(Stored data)
★ ★ ★ ★

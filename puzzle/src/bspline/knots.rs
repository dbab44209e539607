use crate::error::*;

/// Degree of the splines used for piece edges
pub const DEGREE: usize = 3;

///
/// A clamped knot vector for a cubic spline parameterised by control point index
///
/// The parameter runs from 0 to `num_points-1`. Both ends are repeated `DEGREE+1` times, so the
/// spline starts at its first coefficient and ends at its last.
///
#[derive(Clone, Debug, PartialEq)]
pub struct KnotVector {
    knots: Vec<f64>
}

impl KnotVector {
    ///
    /// Creates the clamped knot vector for fitting `num_points` values with the specified interior knots
    ///
    pub fn clamped(interior: &[f64], num_points: usize) -> Result<KnotVector, ControlPointError> {
        if num_points < DEGREE+1 {
            return Err(ControlPointError::TooFewPoints(num_points));
        }

        let end = (num_points-1) as f64;

        // Interior knots must lie strictly within the parameter range
        if let Some(bad_knot) = interior.iter().find(|knot| !(**knot > 0.0 && **knot < end)) {
            return Err(ControlPointError::KnotOutOfRange(*bad_knot));
        }

        if interior.windows(2).any(|pair| pair[0] >= pair[1]) {
            return Err(ControlPointError::KnotsNotIncreasing);
        }

        // Every coefficient needs at least one value to pin it down
        let num_coefficients = interior.len() + DEGREE + 1;
        if num_coefficients > num_points {
            return Err(ControlPointError::TooManyKnots { knots: interior.len(), points: num_points });
        }

        let mut knots = Vec::with_capacity(interior.len() + 2*(DEGREE+1));
        knots.extend((0..=DEGREE).map(|_| 0.0));
        knots.extend(interior.iter().cloned());
        knots.extend((0..=DEGREE).map(|_| end));

        Ok(KnotVector { knots })
    }

    ///
    /// The full list of knots, including the repeated knots at either end
    ///
    #[inline]
    pub fn knots(&self) -> &[f64] {
        &self.knots
    }

    ///
    /// The number of coefficients (and basis functions) a spline on these knots has
    ///
    #[inline]
    pub fn num_coefficients(&self) -> usize {
        self.knots.len() - DEGREE - 1
    }

    /// The first parameter value
    #[inline]
    pub fn start(&self) -> f64 {
        self.knots[0]
    }

    /// The last parameter value
    #[inline]
    pub fn end(&self) -> f64 {
        self.knots[self.knots.len()-1]
    }
}
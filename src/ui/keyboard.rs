/// Terminal keyboard listener.
///
/// Reads crossterm key events, maps them to logical `Key`s and forwards
/// down/up transitions into the engine's `InputController`. The controller
/// owns edge detection; this side only decides which keys are held.
///
/// Uses crossterm's keyboard enhancement for Release events when available.
/// Falls back to timeout-based release detection on terminals that don't
/// report them, where auto-repeat keeps a key alive.

use std::collections::{HashMap, HashSet};
use std::time::{Duration, Instant};

use crossterm::event::{self, Event, KeyCode, KeyEvent, KeyEventKind, KeyModifiers};

use crate::input::{InputController, Key};

/// After this long without a Press/Repeat event, treat the key as released.
/// Only used when the terminal doesn't report Release events.
const HOLD_TIMEOUT: Duration = Duration::from_millis(160);

/// Physical key → logical key.
pub fn map_key(code: KeyCode) -> Option<Key> {
    match code {
        KeyCode::Left => Some(Key::Left),
        KeyCode::Right => Some(Key::Right),
        KeyCode::Up => Some(Key::Up),
        KeyCode::Down => Some(Key::Down),
        KeyCode::Enter => Some(Key::Start),
        KeyCode::Char(c) => match c.to_ascii_lowercase() {
            'a' => Some(Key::Left),
            'd' => Some(Key::Right),
            'w' => Some(Key::Up),
            's' => Some(Key::Down),
            ' ' | 'z' | 'k' => Some(Key::Jump),
            'x' | 'j' | 'f' => Some(Key::Action),
            'r' => Some(Key::Restart),
            _ => None,
        },
        _ => None,
    }
}

pub struct Keyboard {
    /// Timestamp of the last Press/Repeat per logical key.
    last_active: HashMap<Key, Instant>,
    /// Keys reported as held to the controller after the last sync.
    held: HashSet<Key>,
    /// Fresh presses since the last sync. Latched so a press and its
    /// release inside one drain still reach the controller.
    tapped: HashSet<Key>,
    /// Raw events from the most recent drain, for meta keys.
    raw_events: Vec<KeyEvent>,
    /// Honor Release events. Only set when keyboard enhancement is confirmed.
    pub honor_release: bool,
}

impl Keyboard {
    pub fn new() -> Self {
        Keyboard {
            last_active: HashMap::with_capacity(8),
            held: HashSet::with_capacity(8),
            tapped: HashSet::with_capacity(8),
            raw_events: Vec::with_capacity(8),
            honor_release: false,
        }
    }

    /// Drain pending terminal events and push transitions into `input`.
    /// Call once per host frame, before stepping the engine.
    pub fn drain_events(&mut self, input: &mut InputController) {
        self.raw_events.clear();
        while event::poll(Duration::ZERO).unwrap_or(false) {
            if let Ok(Event::Key(key)) = event::read() {
                self.raw_events.push(key);
            }
        }
        let events = std::mem::take(&mut self.raw_events);
        for key in &events {
            self.record(key, Instant::now());
        }
        self.raw_events = events;
        self.sync(Instant::now(), input);
    }

    /// Ctrl+C or Esc this frame.
    pub fn quit_requested(&self) -> bool {
        self.raw_events.iter().any(|k| {
            k.kind != KeyEventKind::Release
                && (k.code == KeyCode::Esc
                    || (k.modifiers.contains(KeyModifiers::CONTROL)
                        && matches!(k.code, KeyCode::Char('c') | KeyCode::Char('C'))))
        })
    }

    // ── Internal ──

    fn record(&mut self, key: &KeyEvent, now: Instant) {
        let Some(logical) = map_key(key.code) else { return };
        match key.kind {
            KeyEventKind::Release if self.honor_release => {
                self.last_active.remove(&logical);
            }
            // Without enhancement, rely on timeout-based expiry.
            KeyEventKind::Release => {}
            kind => {
                if kind == KeyEventKind::Press && !self.last_active.contains_key(&logical) {
                    self.tapped.insert(logical);
                }
                self.last_active.insert(logical, now);
            }
        }
    }

    /// Expire stale keys, then report every change against the last sync.
    fn sync(&mut self, now: Instant, input: &mut InputController) {
        self.last_active.retain(|_, t| now.duration_since(*t) < HOLD_TIMEOUT);
        let current: HashSet<Key> = self.last_active.keys().copied().collect();

        for key in self.held.difference(&current) {
            input.key_up(*key);
        }
        for key in current.difference(&self.held) {
            input.key_down(*key);
        }
        for key in self.tapped.drain() {
            match (self.held.contains(&key), current.contains(&key)) {
                // Released again before this sync.
                (_, false) => {
                    input.key_down(key);
                    input.key_up(key);
                }
                // Released and pressed again before this sync.
                (true, true) => {
                    input.key_up(key);
                    input.key_down(key);
                }
                (false, true) => {}
            }
        }
        self.held = current;
    }
}

impl Default for Keyboard {
    fn default() -> Self {
        Self::new()
    }
}
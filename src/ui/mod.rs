pub mod gamepad;
pub mod keyboard;
pub mod renderer;
pub mod sound;
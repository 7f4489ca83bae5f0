pub mod engine;
pub mod event;
pub mod level;
pub mod snapshot;
pub mod step;
pub mod world;
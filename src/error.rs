/// Fatal engine errors. Content problems never surface here: they degrade
/// to defaults with a logged warning.

use thiserror::Error;

#[derive(Debug, Error)]
pub enum EngineError {
    #[error("no level templates available")]
    NoLevels,
}
//! Tile Hop: a deterministic side-scrolling platformer simulation.
//!
//! The core (`domain`, `sim`, `input`) is headless and driven through
//! [`sim::engine::Engine`]. The `ui` module holds the terminal host's
//! collaborators: keyboard, gamepad, sound and renderer.

pub mod config;
pub mod domain;
pub mod error;
pub mod input;
pub mod sim;
pub mod ui;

★ ★ ★ ★

### Problem requirements
Every record here must be output exactly, word for word.

### Exercise output
filename puzzle/src/bspline/knots.rs
repository dbab44209e539607
use crate::error::*;

/// Degree of the splines used for piece edges
pub const DEGREE: usize = 3;

///
/// A clamped knot vector for a cubic spline parameterised by control point index
///
/// The parameter runs from 0 to `num_points-1`. Both ends are repeated `DEGREE+1` times, so the
/// spline starts at its first coefficient and ends at its last.
///
#[derive(Clone, Debug, PartialEq)]
pub struct KnotVector {
    knots: Vec<f64>
}

impl KnotVector {
    ///
    /// Creates the clamped knot vector for fitting `num_points` values with the specified interior knots
    ///
    pub fn clamped(interior: &[f64], num_points: usize) -> Result<KnotVector, ControlPointError> {
        if num_points < DEGREE+1 {
            return Err(ControlPointError::TooFewPoints(num_points));
        }

        let end = (num_points-1) as f64;

        // Interior knots must lie strictly within the parameter range
        if let Some(bad_knot) = interior.iter().find(|knot| !(**knot > 0.0 && **knot < end)) {
            return Err(ControlPointError::KnotOutOfRange(*bad_knot));
        }

        if interior.windows(2).any(|pair| pair[0] >= pair[1]) {
            return Err(ControlPointError::KnotsNotIncreasing);
        }

        // Every coefficient needs at least one value to pin it down
        let num_coefficients = interior.len() + DEGREE + 1;
        if num_coefficients > num_points {
            return Err(ControlPointError::TooManyKnots { knots: interior.len(), points: num_points });
        }

        let mut knots = Vec::with_capacity(interior.len() + 2*(DEGREE+1));
        knots.extend((0..=DEGREE).map(|_| 0.0));
        knots.extend(interior.iter().cloned());
        knots.extend((0..=DEGREE).map(|_| end));

        Ok(KnotVector { knots })
    }

    ///
    /// The full list of knots, including the repeated knots at either end
    ///
    #[inline]
    pub fn knots(&self) -> &[f64] {
        &self.knots
    }

    ///
    /// The number of coefficients (and basis functions) a spline on these knots has
    ///
    #[inline]
    pub fn num_coefficients(&self) -> usize {
        self.knots.len() - DEGREE - 1
    }

    /// The first parameter value
    #[inline]
    pub fn start(&self) -> f64 {
        self.knots[0]
    }

    /// The last parameter value
    #[inline]
    pub fn end(&self) -> f64 {
        self.knots[self.knots.len()-1]
    }
}
filename src/ui/keyboard.rs
/// Terminal keyboard listener.
///
/// Reads crossterm key events, maps them to logical `Key`s and forwards
/// down/up transitions into the engine's `InputController`. The controller
/// owns edge detection; this side only decides which keys are held.
///
/// Uses crossterm's keyboard enhancement for Release events when available.
/// Falls back to timeout-based release detection on terminals that don't
/// report them, where auto-repeat keeps a key alive.

use std::collections::{HashMap, HashSet};
use std::time::{Duration, Instant};

use crossterm::event::{self, Event, KeyCode, KeyEvent, KeyEventKind, KeyModifiers};

use crate::input::{InputController, Key};

/// After this long without a Press/Repeat event, treat the key as released.
/// Only used when the terminal doesn't report Release events.
const HOLD_TIMEOUT: Duration = Duration::from_millis(160);

/// Physical key → logical key.
pub fn map_key(code: KeyCode) -> Option<Key> {
    match code {
        KeyCode::Left => Some(Key::Left),
        KeyCode::Right => Some(Key::Right),
        KeyCode::Up => Some(Key::Up),
        KeyCode::Down => Some(Key::Down),
        KeyCode::Enter => Some(Key::Start),
        KeyCode::Char(c) => match c.to_ascii_lowercase() {
            'a' => Some(Key::Left),
            'd' => Some(Key::Right),
            'w' => Some(Key::Up),
            's' => Some(Key::Down),
            ' ' | 'z' | 'k' => Some(Key::Jump),
            'x' | 'j' | 'f' => Some(Key::Action),
            'r' => Some(Key::Restart),
            _ => None,
        },
        _ => None,
    }
}

pub struct Keyboard {
    /// Timestamp of the last Press/Repeat per logical key.
    last_active: HashMap<Key, Instant>,
    /// Keys reported as held to the controller after the last sync.
    held: HashSet<Key>,
    /// Fresh presses since the last sync. Latched so a press and its
    /// release inside one drain still reach the controller.
    tapped: HashSet<Key>,
    /// Raw events from the most recent drain, for meta keys.
    raw_events: Vec<KeyEvent>,
    /// Honor Release events. Only set when keyboard enhancement is confirmed.
    pub honor_release: bool,
}

impl Keyboard {
    pub fn new() -> Self {
        Keyboard {
            last_active: HashMap::with_capacity(8),
            held: HashSet::with_capacity(8),
            tapped: HashSet::with_capacity(8),
            raw_events: Vec::with_capacity(8),
            honor_release: false,
        }
    }

    /// Drain pending terminal events and push transitions into `input`.
    /// Call once per host frame, before stepping the engine.
    pub fn drain_events(&mut self, input: &mut InputController) {
        self.raw_events.clear();
        while event::poll(Duration::ZERO).unwrap_or(false) {
            if let Ok(Event::Key(key)) = event::read() {
                self.raw_events.push(key);
            }
        }
        let events = std::mem::take(&mut self.raw_events);
        for key in &events {
            self.record(key, Instant::now());
        }
        self.raw_events = events;
        self.sync(Instant::now(), input);
    }

    /// Ctrl+C or Esc this frame.
    pub fn quit_requested(&self) -> bool {
        self.raw_events.iter().any(|k| {
            k.kind != KeyEventKind::Release
                && (k.code == KeyCode::Esc
                    || (k.modifiers.contains(KeyModifiers::CONTROL)
                        && matches!(k.code, KeyCode::Char('c') | KeyCode::Char('C'))))
        })
    }

    // ── Internal ──

    fn record(&mut self, key: &KeyEvent, now: Instant) {
        let Some(logical) = map_key(key.code) else { return };
        match key.kind {
            KeyEventKind::Release if self.honor_release => {
                self.last_active.remove(&logical);
            }
            // Without enhancement, rely on timeout-based expiry.
            KeyEventKind::Release => {}
            kind => {
                if kind == KeyEventKind::Press && !self.last_active.contains_key(&logical) {
                    self.tapped.insert(logical);
                }
                self.last_active.insert(logical, now);
            }
        }
    }

    /// Expire stale keys, then report every change against the last sync.
    fn sync(&mut self, now: Instant, input: &mut InputController) {
        self.last_active.retain(|_, t| now.duration_since(*t) < HOLD_TIMEOUT);
        let current: HashSet<Key> = self.last_active.keys().copied().collect();

        for key in self.held.difference(&current) {
            input.key_up(*key);
        }
        for key in current.difference(&self.held) {
            input.key_down(*key);
        }
        for key in self.tapped.drain() {
            match (self.held.contains(&key), current.contains(&key)) {
                // Released again before this sync.
                (_, false) => {
                    input.key_down(key);
                    input.key_up(key);
                }
                // Released and pressed again before this sync.
                (true, true) => {
                    input.key_up(key);
                    input.key_down(key);
                }
                (false, true) => {}
            }
        }
        self.held = current;
    }
}

impl Default for Keyboard {
    fn default() -> Self {
        Self::new()
    }
}
filename src/ui/mod.rs
pub mod gamepad;
pub mod keyboard;
pub mod renderer;
pub mod sound;
repository 7f4489ca83bae5f0
pub mod engine;
pub mod event;
pub mod level;
pub mod snapshot;
pub mod step;
pub mod world;
filename src/error.rs
/// Fatal engine errors. Content problems never surface here: they degrade
/// to defaults with a logged warning.

use thiserror::Error;

#[derive(Debug, Error)]
pub enum EngineError {
    #[error("no level templates available")]
    NoLevels,
}
//! Tile Hop: a deterministic side-scrolling platformer simulation.
//!
//! The core (`domain`, `sim`, `input`) is headless and driven through
//! [`sim::engine::Engine`]. The `ui` module holds the terminal host's
//! collaborators: keyboard, gamepad, sound and renderer.

pub mod config;
pub mod domain;
pub mod error;
pub mod input;
pub mod sim;
pub mod ui;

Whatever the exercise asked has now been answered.